A few months later, in March 2012, the Division received a referral that defendant was "staying on the streets" and using crack-cocaine. On March 7, 2012, the Division removed the boy from defendant's care after substantiating that defendant had failed to provide a safe and stable home for the child.

During the removal, the Division asked the grandmother if she would consider being a placement option for the child, but she refused. The grandfather was not asked at that time whether he would consider caring for the child. Also in March 2012, the grandmother obtained a restraining order against defendant because defendant had broken into her home and attempted to steal clothing. The Division sent the grandmother a letter ruling her out as a placement option for her grandson, and informing her of a right to appeal the Division's decision. The child was placed with a non-relative foster family.

On March 27, 2012, defendant agreed to go to Straight and Narrow for detoxification, and then remain in a long-term residential drug treatment program at that facility.
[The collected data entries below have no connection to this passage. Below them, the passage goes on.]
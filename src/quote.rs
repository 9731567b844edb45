/// Amount used when the user asks for a plain quote.
pub const DEFAULT_AMOUNT: f64 = 1.0;

/// A resolved price: `1 first = unit_price second`, scaled by `amount`.
#[derive(Debug, Clone, PartialEq)]
pub struct Quote {
    pub first: String,
    pub second: String,
    pub unit_price: f64,
    pub amount: f64,
    pub source: Option<String>,
}

impl Quote {
    pub fn new(first: &str, second: &str, unit_price: f64) -> Self {
        Self {
            first: first.to_uppercase(),
            second: second.to_uppercase(),
            unit_price,
            amount: DEFAULT_AMOUNT,
            source: None,
        }
    }

    pub fn with_amount(mut self, amount: f64) -> Self {
        self.amount = amount;
        self
    }

    pub fn with_source(mut self, source: impl Into<String>) -> Self {
        self.source = Some(source.into());
        self
    }

    /// Total cost of `amount` units of `first`, in `second`.
    pub fn total(&self) -> f64 {
        self.unit_price * self.amount
    }

    pub fn has_custom_amount(&self) -> bool {
        self.amount != DEFAULT_AMOUNT
    }
}

/// Fiat currencies natively quoted by the fiat/crypto price service.
#[derive(Debug, Clone, Copy, PartialEq, Eq)]
pub enum Fiat {
    Usd,
    Eur,
}

impl Fiat {
    pub const ALL: [Fiat; 2] = [Fiat::Usd, Fiat::Eur];

    /// Look up a ticker in the fiat set (case-insensitive).
    pub fn from_ticker(ticker: &str) -> Option<Self> {
        match ticker.to_uppercase().as_str() {
            "USD" => Some(Self::Usd),
            "EUR" => Some(Self::Eur),
            _ => None,
        }
    }

    pub fn code(self) -> &'static str {
        match self {
            Self::Usd => "USD",
            Self::Eur => "EUR",
        }
    }

    /// Name of the upstream field carrying a price in this currency.
    pub fn price_field(self) -> &'static str {
        match self {
            Self::Usd => "price_usd",
            Self::Eur => "price_eur",
        }
    }
}

/// Returns `true` when `ticker` belongs to the fiat set.
pub fn is_fiat(ticker: &str) -> bool {
    Fiat::from_ticker(ticker).is_some()
}

/// Display glyph for a ticker. Falls back to the ticker itself.
pub fn symbol_for(ticker: &str) -> &str {
    match ticker {
        "USD" => "US$",
        "EUR" => "€",
        "BTC" => "฿",
        "ETH" => "Ξ",
        "LTC" => "Ł",
        "JMD" => "J$",
        _ => ticker,
    }
}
Defendant did not enter and complete the program. She was offered a bed but she refused, allegedly on the ground that Straight and Narrow was not offering her a "Mommy-and-Me" program.
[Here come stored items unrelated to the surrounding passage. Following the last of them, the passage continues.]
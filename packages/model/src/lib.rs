//! # Pagecraft Model
//!
//! Entity types for the Pagecraft editing surface.
//!
//! Everything a panel can edit lives here: pages, page versions, themes and
//! widgets, plus the sparse layout-property map themes carry and the
//! field-merge and validation rules the editing core applies to them.
//!
//! ## Core Principles
//!
//! 1. **Entities are plain records**: serde-derived, cloneable, no behavior
//!    beyond merges and structural helpers
//! 2. **Nested documents are not addressable**: a theme's typography groups
//!    or a version's page data are always reached through their owner
//! 3. **Merges are atomic**: a field merge either applies fully or leaves
//!    the record untouched
//! 4. **Server-owned fields are immutable locally**: ids, timestamps and
//!    computed urls only change when the server's copy re-seeds the store

mod entity;
mod page;
mod theme;
mod validation;

pub use entity::{Entity, EntityId, EntityKind, JsonMap, MergeError};
pub use page::{Page, PageVersion, Widget};
pub use theme::{LayoutProperties, LayoutValue, Theme, Typography, TypographyGroup};
pub use validation::{validate, ValidationIssue};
On May 21, 2012, defendant asked the Division to consider the grandfather as a placement option. The Division told defendant it had considered the grandfather, but his foster home license had been revoked because of the domestic violence case. On June 20, 2012, defendant provided the necessary certificates to the Division to re-certify the grandfather's home. The Division then had difficulty contacting the grandfather and otherwise waited until it could receive and review police reports of the domestic violence incident of November 2011.

In June 2012, defendant failed to attend two appointments for a psychiatric evaluation the Division had arranged for her. She never completed a psychiatric evaluation.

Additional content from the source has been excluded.